## EXERCISE DIRECTIONS:
Print the first line of the records below and every line after it, up to and including the line with "type Listener = Arc<dyn". Print nothing else.
++++++++++++++++++++
//! Observable presence store.

use std::{
    collections::VecDeque,
    sync::{Arc, Mutex, MutexGuard, PoisonError, Weak},
};

use super::{Presence, UserData, UserPatch};
use crate::session::LayoutData;

type Listener = Arc<dyn Fn(&UserData) + Send + Sync>;

struct Inner {
    value: UserData,
    listeners: Vec<(u64, Listener)>,
    next_id: u64,
    /// Notifications not yet delivered, oldest first.
    pending: VecDeque<(UserData, Vec<Listener>)>,
    delivering: bool,
}

impl Inner {
    fn new(value: UserData) -> Self {
        Self {
            value,
            listeners: Vec::new(),
            next_id: 0,
            pending: VecDeque::new(),
            delivering: false,
        }
    }
}

fn lock(inner: &Mutex<Inner>) -> MutexGuard<'_, Inner> {
    inner.lock().unwrap_or_else(PoisonError::into_inner)
}

/// Observable holder of the current [`UserData`].
///
/// Every change is broadcast to all subscribers in subscription order.
/// Changes made from inside a subscriber are queued and delivered after the
/// current broadcast finishes, so every subscriber sees values in the order
/// they were set. Identical values are not deduplicated.
///
/// Delivery is single-threaded: whichever call is already broadcasting also
/// delivers changes made meanwhile, including ones from other threads. On a
/// single thread, or with no broadcast in progress, subscribers have been
/// notified by the time the mutating call returns. If a subscriber panics,
/// the undelivered notifications are dropped and the store stays usable.
///
/// Cloning yields another handle to the same store.
#[derive(Clone)]
pub struct PresenceStore {
    inner: Arc<Mutex<Inner>>,
}

impl PresenceStore {
    /// Create a store holding the anonymous value.
    pub fn new() -> Self {
        Self {
            inner: Arc::new(Mutex::new(Inner::new(UserData::anonymous()))),
        }
    }

    /// Current value.
    pub fn get(&self) -> UserData {
        lock(&self.inner).value.clone()
    }

    /// Current value as a tagged login state.
    pub fn presence(&self) -> Presence {
        lock(&self.inner).value.presence()
    }

    /// Register a subscriber.
    ///
    /// The subscriber is called once immediately with the current value and
    /// then after every change until the returned [`Subscription`] is dropped
    /// or [`Subscription::unsubscribe`] is called.
    pub fn subscribe<F>(&self, listener: F) -> Subscription
    where
        F: Fn(&UserData) + Send + Sync + 'static,
    {
        let listener: Listener = Arc::new(listener);
        let (id, current) = {
            let mut inner = lock(&self.inner);
            let id = inner.next_id;
            inner.next_id += 1;
            inner.listeners.push((id, listener.clone()));
            (id, inner.value.clone())
        };
        listener(&current);

        Subscription {
            id,
            store: Arc::downgrade(&self.inner),
        }
    }

    /// Merge `patch` into the current value.
    ///
    /// Fields not mentioned in the patch are kept. No consistency check is
    /// made; see [`PresenceStore::presence`] for a validated view.
    pub fn update_user(&self, patch: UserPatch) {
        self.mutate(|value| value.merge(patch));
    }

    /// Reset to `{ isAuthenticated: false }`, discarding every other field.
    pub fn clear_user(&self) {
        self.mutate(|value| *value = UserData::anonymous());
    }

    /// Replace the whole value.
    pub fn set(&self, value: UserData) {
        self.mutate(|current| *current = value);
    }

    /// Seed the store from server-resolved layout data.
    ///
    /// An authenticated layout is merged in; an anonymous one clears the
    /// store.
    pub fn bootstrap(&self, layout: &LayoutData) {
        match &layout.user {
            Some(user) => self.update_user(UserPatch::from(user)),
            None => self.clear_user(),
        }
    }

    pub fn subscriber_count(&self) -> usize {
        lock(&self.inner).listeners.len()
    }

    /// Drop every subscriber and any undelivered notifications.
    ///
    /// Called when the owning UI root is torn down. The store keeps working
    /// afterwards but nobody is listening.
    pub fn dispose(&self) {
        let mut inner = lock(&self.inner);
        inner.listeners.clear();
        inner.pending.clear();
    }

    fn mutate<F>(&self, change: F)
    where
        F: FnOnce(&mut UserData),
    {
        {
            let mut inner = lock(&self.inner);
            change(&mut inner.value);
            let snapshot = inner.value.clone();
            let listeners = inner.listeners.iter().map(|(_, l)| l.clone()).collect();
            inner.pending.push_back((snapshot, listeners));
            if inner.delivering {
                return;
            }
            inner.delivering = true;
        }

        let _guard = DeliveryGuard { inner: &self.inner };
        loop {
            let next = {
                let mut inner = lock(&self.inner);
                let next = inner.pending.pop_front();
                if next.is_none() {
                    inner.delivering = false;
                }
                next
            };
            let Some((value, listeners)) = next else {
                break;
            };
            for listener in listeners {
                listener(&value);
            }
        }
    }
}

/// Releases the delivery flag if a subscriber unwinds mid-broadcast.
struct DeliveryGuard<'a> {
    inner: &'a Mutex<Inner>,
}

impl Drop for DeliveryGuard<'_> {
    fn drop(&mut self) {
        if std::thread::panicking() {
            let mut inner = lock(self.inner);
            inner.delivering = false;
            inner.pending.clear();
        }
    }
}

impl Default for PresenceStore {
    fn default() -> Self {
        Self::new()
    }
}

/// Handle returned by [`PresenceStore::subscribe`].
///
/// The subscriber stays registered for as long as this handle lives.
#[must_use = "dropping a Subscription unsubscribes immediately"]
pub struct Subscription {
    id: u64,
    store: Weak<Mutex<Inner>>,
}

impl Subscription {
    /// Stop receiving notifications.
    pub fn unsubscribe(self) {
        drop(self);
    }

    /// Keep the subscriber registered for the lifetime of the store.
    pub fn detach(mut self) {
        self.store = Weak::new();
    }
}

impl Drop for Subscription {
    fn drop(&mut self) {
        if let Some(inner) = self.store.upgrade() {
            lock(&inner).listeners.retain(|(id, _)| *id != self.id);
        }
    }
}
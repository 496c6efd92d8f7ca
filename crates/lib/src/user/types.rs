//! Core data types for the user system

use chrono::{DateTime, Utc};
use serde::{Deserialize, Serialize};

/// User record as held by the user directory.
///
/// This carries fields that must never reach presentation code, such as the
/// password hash. Use [`UserView`] for anything handed to the rendering layer.
#[derive(Clone, Debug, Serialize, Deserialize, PartialEq, Eq)]
pub struct User {
    /// Unique identifier (UUID v4 string)
    pub id: String,

    /// Unique username (login identifier)
    pub username: String,

    /// Contact email, if known
    pub email: Option<String>,

    /// Password hash managed by whatever issues credentials.
    /// None for passwordless users
    pub password_hash: Option<String>,

    /// Account creation time
    pub created_at: DateTime<Utc>,

    /// Account status
    pub status: UserStatus,
}

impl User {
    /// Create an active user with a freshly generated id.
    pub fn new(username: impl Into<String>, created_at: DateTime<Utc>) -> Self {
        Self {
            id: uuid::Uuid::new_v4().to_string(),
            username: username.into(),
            email: None,
            password_hash: None,
            created_at,
            status: UserStatus::Active,
        }
    }

    pub fn with_email(mut self, email: impl Into<String>) -> Self {
        self.email = Some(email.into());
        self
    }

    pub fn with_password_hash(mut self, hash: impl Into<String>) -> Self {
        self.password_hash = Some(hash.into());
        self
    }

    pub fn is_active(&self) -> bool {
        self.status == UserStatus::Active
    }
}

/// User account status
#[derive(Clone, Copy, Debug, Serialize, Deserialize, PartialEq, Eq)]
pub enum UserStatus {
    Active,
    Disabled,
    Locked,
}

/// Minimized projection of a [`User`] for the rendering layer.
///
/// Serializes as `{"id": .., "username": .., "isAuthenticated": true}` and
/// nothing else.
#[derive(Clone, Debug, Serialize, Deserialize, PartialEq, Eq)]
#[serde(rename_all = "camelCase")]
pub struct UserView {
    pub id: String,
    pub username: String,
    pub is_authenticated: bool,
}

impl From<&User> for UserView {
    fn from(user: &User) -> Self {
        Self {
            id: user.id.clone(),
            username: user.username.clone(),
            is_authenticated: true,
        }
    }
}

impl From<User> for UserView {
    fn from(user: User) -> Self {
        Self {
            id: user.id,
            username: user.username,
            is_authenticated: true,
        }
    }
}
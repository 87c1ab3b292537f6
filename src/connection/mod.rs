//! Connection Handling
//!
//! Every accepted client is served by its own async task that owns the
//! socket, a read buffer and the client's authentication [`Session`].
//!
//! ## Architecture
//!
//! ```text
//! ┌─────────────────────────────────────────────────────────────┐
//! │                     TCP Listener                            │
//! │                    (server.rs)                              │
//! └──────────────────────┬──────────────────────────────────────┘
//!                        │
//!                        │ accept()
//!                        ▼
//!           ┌────────────────────────┐
//!           │   For each client...   │
//!           └────────────┬───────────┘
//!                        │
//!                        │ spawn task
//!                        ▼
//! ┌─────────────────────────────────────────────────────────────┐
//! │                 ConnectionHandler                           │
//! │                                                             │
//! │  ┌─────────────┐    ┌─────────────┐    ┌─────────────┐     │
//! │  │ Read bytes  │───>│ Split lines │───>│ Session     │     │
//! │  └─────────────┘    └─────────────┘    │ AUTH gate   │     │
//! │                                        └──────┬──────┘     │
//! │                                               ▼             │
//! │                     ┌─────────────┐    ┌─────────────┐     │
//! │                     │ Send reply  │<───│ Execute cmd │     │
//! │                     └─────────────┘    └─────────────┘     │
//! └─────────────────────────────────────────────────────────────┘
//! ```
//!
//! Several lines arriving in one TCP packet are answered in order.

pub mod handler;
pub mod session;

// Re-export commonly used types
pub use handler::{
    handle_connection, ConnectionError, ConnectionHandler, ConnectionStats, MAX_LINE_LENGTH,
};
pub use session::{Session, SessionState};
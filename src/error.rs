//! Error Types
//!
//! Every fallible engine, codec and snapshot operation returns a [`StoreError`].
//! The variants follow the failure classes the protocol layer cares about:
//!
//! - `NotFound`, `Validation` and `Protocol` are command-local. They are
//!   reported to the client as a single `ERROR` line and the connection stays open.
//! - `Crypto` aborts engine construction, but is only a command error at runtime.
//! - `Io` and `Snapshot` come from dump/restore and are logged by the caller.

use std::io;
use thiserror::Error;

/// Result alias used throughout the crate.
pub type StoreResult<T> = Result<T, StoreError>;

/// Errors produced by the storage engine and its collaborators.
#[derive(Debug, Error)]
pub enum StoreError {
    /// Key is absent or has lazily expired
    #[error("key not found")]
    NotFound,

    /// Malformed command, wrong arity or a non-positive TTL
    #[error("{0}")]
    Validation(String),

    /// Bad key length or ciphertext shorter than the nonce
    #[error("crypto error: {0}")]
    Crypto(String),

    /// Snapshot read/write/rename failure
    #[error("{context}: {source}")]
    Io {
        context: String,
        #[source]
        source: io::Error,
    },

    /// Snapshot file is malformed or written by an unknown format version
    #[error("snapshot error: {0}")]
    Snapshot(String),

    /// Command attempted before authentication, or a bad password
    #[error("{0}")]
    Protocol(String),

    /// A value could not be encoded as JSON
    #[error("failed to encode value: {0}")]
    Encode(#[from] serde_json::Error),
}

impl StoreError {
    pub fn validation(msg: impl Into<String>) -> Self {
        StoreError::Validation(msg.into())
    }

    pub fn crypto(msg: impl Into<String>) -> Self {
        StoreError::Crypto(msg.into())
    }

    pub fn protocol(msg: impl Into<String>) -> Self {
        StoreError::Protocol(msg.into())
    }

    pub fn snapshot(msg: impl Into<String>) -> Self {
        StoreError::Snapshot(msg.into())
    }

    /// Wraps an I/O error with a short description of what was being done.
    pub fn io(context: impl Into<String>, source: io::Error) -> Self {
        StoreError::Io {
            context: context.into(),
            source,
        }
    }

    /// Returns true for the "key not found" case.
    #[inline]
    pub fn is_not_found(&self) -> bool {
        matches!(self, StoreError::NotFound)
    }
}

#[cfg(test)]
mod tests {
    use super::*;

    #[test]
    fn test_error_messages() {
        assert_eq!(StoreError::NotFound.to_string(), "key not found");
        assert_eq!(
            StoreError::validation("TTL must be positive").to_string(),
            "TTL must be positive"
        );
        assert_eq!(
            StoreError::crypto("bad key").to_string(),
            "crypto error: bad key"
        );

        let err = StoreError::io(
            "failed to open dump file",
            io::Error::new(io::ErrorKind::NotFound, "missing"),
        );
        assert_eq!(err.to_string(), "failed to open dump file: missing");
    }

    #[test]
    fn test_is_not_found() {
        assert!(StoreError::NotFound.is_not_found());
        assert!(!StoreError::protocol("nope").is_not_found());
    }
}
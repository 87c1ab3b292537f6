//! # jsonkv - An In-Memory Sharded JSON Key-Value Store
//!
//! jsonkv keeps JSON documents in memory behind a minimal, password-protected
//! line protocol over TCP. Values can be encrypted at rest with AES-256-CTR and
//! the whole store can be dumped to, and restored from, a JSON snapshot file.
//!
//! ## Features
//!
//! - **Sharded storage**: keys are spread over independent `RwLock` shards
//! - **Lazy TTL**: expired keys disappear the next time they are read
//! - **Pattern scans**: `*`/`?` globs over the whole key space
//! - **Snapshots**: crash-safe write-then-rename dumps, optionally periodic
//! - **Async I/O**: one Tokio task per client connection
//!
//! ## Architecture
//!
//! ```text
//! ┌─────────────────────────────────────────────────────────────────────────┐
//! │                              jsonkv                                     │
//! │                                                                         │
//! │  ┌─────────────┐    ┌─────────────┐    ┌─────────────┐                  │
//! │  │ TCP Server  │───>│ Connection  │───>│  Command    │                  │
//! │  │ (Listener)  │    │ + Session   │    │  Handler    │                  │
//! │  └─────────────┘    └─────────────┘    └──────┬──────┘                  │
//! │                                               │                         │
//! │                                               ▼                         │
//! │  ┌─────────────┐    ┌──────────────────────────────────────────────┐   │
//! │  │   Line      │    │                 Engine                       │   │
//! │  │   Parser    │    │  ┌────────┐ ┌────────┐ ┌────────┐ ┌────────┐ │   │
//! │  │             │    │  │Shard 0 │ │Shard 1 │ │Shard 2 │ │...N    │ │   │
//! │  └─────────────┘    │  │RwLock  │ │RwLock  │ │RwLock  │ │shards  │ │   │
//! │                     │  └────────┘ └────────┘ └────────┘ └────────┘ │   │
//! │                     │           (optional AES-256-CTR Codec)       │   │
//! │                     └──────────────────────────────────────────────┘   │
//! │                                               ▲                         │
//! │                                               │                         │
//! │                     ┌─────────────────────────┴───────────────────────┐ │
//! │                     │           SnapshotScheduler                     │ │
//! │                     │      (Background Tokio Task, memory.dump)       │ │
//! │                     └─────────────────────────────────────────────────┘ │
//! └─────────────────────────────────────────────────────────────────────────┘
//! ```
//!
//! ## Quick Start
//!
//! ```no_run
//! use jsonkv::server::Server;
//! use jsonkv::storage::Engine;
//! use std::sync::Arc;
//!
//! #[tokio::main]
//! async fn main() -> std::io::Result<()> {
//!     let engine = Arc::new(Engine::new());
//!     let server = Server::bind("127.0.0.1:5555", engine, "password").await?;
//!
//!     server.run(async {
//!         let _ = tokio::signal::ctrl_c().await;
//!     }).await;
//!     Ok(())
//! }
//! ```
//!
//! ## Supported Commands
//!
//! - `AUTH password`
//! - `PING`
//! - `SET key value...`
//! - `GET key`
//! - `DELETE key` / `DEL key`
//! - `TTL key`
//! - `EXPIRE key seconds`
//! - `KEYS pattern`
//! - `RESET_MEMORY`
//!
//! ## Module Overview
//!
//! - [`storage`]: Sharded engine, glob matching and snapshots
//! - [`crypto`]: Value encryption
//! - [`protocol`]: Line parser and reply types
//! - [`commands`]: Command execution
//! - [`connection`]: Per-client read loop and authentication
//! - [`server`]: Accept loop
//! - [`config`]: CLI and environment configuration

pub mod commands;
pub mod config;
pub mod connection;
pub mod crypto;
pub mod error;
pub mod protocol;
pub mod server;
pub mod storage;

// Re-export commonly used types for convenience
pub use commands::CommandHandler;
pub use connection::{handle_connection, ConnectionStats};
pub use error::{StoreError, StoreResult};
pub use protocol::{parse_command, Command, ParseError, Reply};
pub use server::Server;
pub use storage::{Engine, EngineOptions, SnapshotConfig, SnapshotScheduler};

pub use config::DEFAULT_PORT;

/// The default host jsonkv binds to
pub const DEFAULT_HOST: &str = "127.0.0.1";

/// Version of jsonkv
pub const VERSION: &str = env!("CARGO_PKG_VERSION");
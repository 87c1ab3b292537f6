//! Command Handler Module
//!
//! This module implements the command processing layer for jsonkv.
//! It receives parsed commands, executes them against the storage engine,
//! and returns the reply line.
//!
//! ## Architecture
//!
//! ```text
//! Client Line
//!       │
//!       ▼
//! ┌─────────────────┐
//! │  Line Parser    │  (protocol module)
//! └────────┬────────┘
//!          │
//!          ▼
//! ┌─────────────────┐
//! │ CommandHandler  │  (this module)
//! └────────┬────────┘
//!          │
//!          ▼
//! ┌─────────────────┐
//! │     Engine      │  (storage module)
//! └─────────────────┘
//! ```
//!
//! Authentication is not handled here; the connection handler only forwards
//! commands once the session is authenticated.

pub mod handler;

// Re-export the main command handler
pub use handler::CommandHandler;
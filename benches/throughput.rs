//! Throughput Benchmark for jsonkv
//!
//! This benchmark measures the performance of the storage engine
//! under various workloads.

use criterion::{black_box, criterion_group, criterion_main, Criterion, Throughput};
use jsonkv::storage::{Engine, EngineOptions};
use serde_json::json;
use std::sync::Arc;
use std::time::Duration;

const KEY: &[u8; 32] = b"0123456789abcdef0123456789abcdef";

fn encrypted_engine(dir: &std::path::Path) -> Engine {
    Engine::with_options(
        EngineOptions::default()
            .with_encryption_key(KEY.to_vec())
            .with_dump_dir(dir),
    )
    .unwrap()
}

/// Benchmark SET operations
fn bench_set(c: &mut Criterion) {
    let engine = Arc::new(Engine::new());

    let mut group = c.benchmark_group("set");
    group.throughput(Throughput::Elements(1));

    group.bench_function("set_text", |b| {
        let mut i = 0u64;
        b.iter(|| {
            engine.set(&format!("key:{}", i), "small_value").unwrap();
            i += 1;
        });
    });

    group.bench_function("set_json_text", |b| {
        let mut i = 0u64;
        let value = r#"{"name": "John", "tags": ["a", "b"], "age": 30}"#;
        b.iter(|| {
            engine.set(&format!("doc:{}", i), value).unwrap();
            i += 1;
        });
    });

    group.bench_function("set_structured", |b| {
        let mut i = 0u64;
        b.iter(|| {
            engine
                .set(&format!("obj:{}", i), json!({ "id": i, "name": "John" }))
                .unwrap();
            i += 1;
        });
    });

    group.bench_function("set_encrypted", |b| {
        let dir = tempfile::tempdir().unwrap();
        let engine = encrypted_engine(dir.path());
        let mut i = 0u64;
        let value = "x".repeat(1024); // 1KB value
        b.iter(|| {
            engine.set(&format!("key:{}", i), value.as_str()).unwrap();
            i += 1;
        });
    });

    group.finish();
}

/// Benchmark GET operations
fn bench_get(c: &mut Criterion) {
    let engine = Arc::new(Engine::new());

    // Pre-populate with data
    for i in 0..100_000 {
        engine
            .set(&format!("key:{}", i), format!("value:{}", i))
            .unwrap();
    }

    let mut group = c.benchmark_group("get");
    group.throughput(Throughput::Elements(1));

    group.bench_function("get_existing", |b| {
        let mut i = 0u64;
        b.iter(|| {
            black_box(engine.get(&format!("key:{}", i % 100_000)).ok());
            i += 1;
        });
    });

    group.bench_function("get_missing", |b| {
        let mut i = 0u64;
        b.iter(|| {
            black_box(engine.get(&format!("missing:{}", i)).ok());
            i += 1;
        });
    });

    group.bench_function("get_encrypted", |b| {
        let dir = tempfile::tempdir().unwrap();
        let engine = encrypted_engine(dir.path());
        for i in 0..10_000 {
            engine.set(&format!("key:{}", i), "value").unwrap();
        }
        let mut i = 0u64;
        b.iter(|| {
            black_box(engine.get(&format!("key:{}", i % 10_000)).ok());
            i += 1;
        });
    });

    group.finish();
}

/// Benchmark mixed workload (80% reads, 20% writes)
fn bench_mixed(c: &mut Criterion) {
    let engine = Arc::new(Engine::new());

    // Pre-populate
    for i in 0..10_000 {
        engine
            .set(&format!("key:{}", i), format!("value:{}", i))
            .unwrap();
    }

    let mut group = c.benchmark_group("mixed");
    group.throughput(Throughput::Elements(1));

    group.bench_function("80_read_20_write", |b| {
        let mut i = 0u64;
        b.iter(|| {
            if i % 5 == 0 {
                // 20% writes
                engine.set(&format!("new:{}", i), "value").unwrap();
            } else {
                // 80% reads
                black_box(engine.get(&format!("key:{}", i % 10_000)).ok());
            }
            i += 1;
        });
    });

    group.finish();
}

/// Benchmark concurrent access
fn bench_concurrent(c: &mut Criterion) {
    use std::thread;

    let mut group = c.benchmark_group("concurrent");
    group.measurement_time(Duration::from_secs(10));

    group.bench_function("4_threads_mixed", |b| {
        b.iter(|| {
            let engine = Arc::new(Engine::new());
            let handles: Vec<_> = (0..4)
                .map(|t| {
                    let engine = Arc::clone(&engine);
                    thread::spawn(move || {
                        for i in 0..10_000 {
                            let key = format!("key:{}:{}", t, i);
                            engine.set(&key, "value").unwrap();
                            let _ = engine.get(&key);
                        }
                    })
                })
                .collect();

            for handle in handles {
                handle.join().unwrap();
            }

            black_box(engine.len());
        });
    });

    group.finish();
}

/// Benchmark TTL operations
fn bench_expiry(c: &mut Criterion) {
    let engine = Arc::new(Engine::new());

    let mut group = c.benchmark_group("expiry");
    group.throughput(Throughput::Elements(1));

    group.bench_function("set_with_ttl", |b| {
        let mut i = 0u64;
        b.iter(|| {
            engine
                .set_with_ttl(&format!("key:{}", i), "value", Duration::from_secs(3600))
                .unwrap();
            i += 1;
        });
    });

    group.bench_function("ttl_lookup", |b| {
        let mut i = 0u64;
        b.iter(|| {
            black_box(engine.ttl(&format!("key:{}", i % 1_000)));
            i += 1;
        });
    });

    group.finish();
}

/// Benchmark pattern scans
fn bench_pattern(c: &mut Criterion) {
    let engine = Arc::new(Engine::new());

    // Pre-populate with various key patterns
    for i in 0..1_000 {
        engine.set(&format!("user:{}", i), "user_data").unwrap();
        engine.set(&format!("session:{}", i), "session_data").unwrap();
        engine.set(&format!("cache:{}", i), "cache_data").unwrap();
    }

    let mut group = c.benchmark_group("pattern");

    group.bench_function("prefix", |b| {
        b.iter(|| {
            black_box(engine.get_by_pattern("user:*").unwrap());
        });
    });

    group.bench_function("single_char", |b| {
        b.iter(|| {
            black_box(engine.get_by_pattern("user:?").unwrap());
        });
    });

    group.bench_function("all", |b| {
        b.iter(|| {
            black_box(engine.get_by_pattern("*").unwrap());
        });
    });

    group.finish();
}

/// Benchmark snapshot dumps
fn bench_dump(c: &mut Criterion) {
    let dir = tempfile::tempdir().unwrap();
    let engine =
        Engine::with_options(EngineOptions::default().with_dump_dir(dir.path())).unwrap();

    for i in 0..10_000 {
        engine
            .set(&format!("user:{}", i), json!({ "id": i, "name": "John" }))
            .unwrap();
    }

    let mut group = c.benchmark_group("snapshot");
    group.sample_size(20);

    group.bench_function("dump_10k", |b| {
        b.iter(|| {
            black_box(engine.dump_to_disk().unwrap());
        });
    });

    group.bench_function("restore_10k", |b| {
        engine.dump_to_disk().unwrap();
        b.iter(|| {
            black_box(engine.restore_from_disk().unwrap());
        });
    });

    group.finish();
}

criterion_group!(
    benches,
    bench_set,
    bench_get,
    bench_mixed,
    bench_concurrent,
    bench_expiry,
    bench_pattern,
    bench_dump,
);

criterion_main!(benches);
++++++++++++++++++++
## ANSWER TO THIS PROBLEM:
//! Observable presence store.

use std::{
    collections::VecDeque,
    sync::{Arc, Mutex, MutexGuard, PoisonError, Weak},
};

use super::{Presence, UserData, UserPatch};
use crate::session::LayoutData;

type Listener = Arc<dyn Fn(&UserData) + Send + Sync>;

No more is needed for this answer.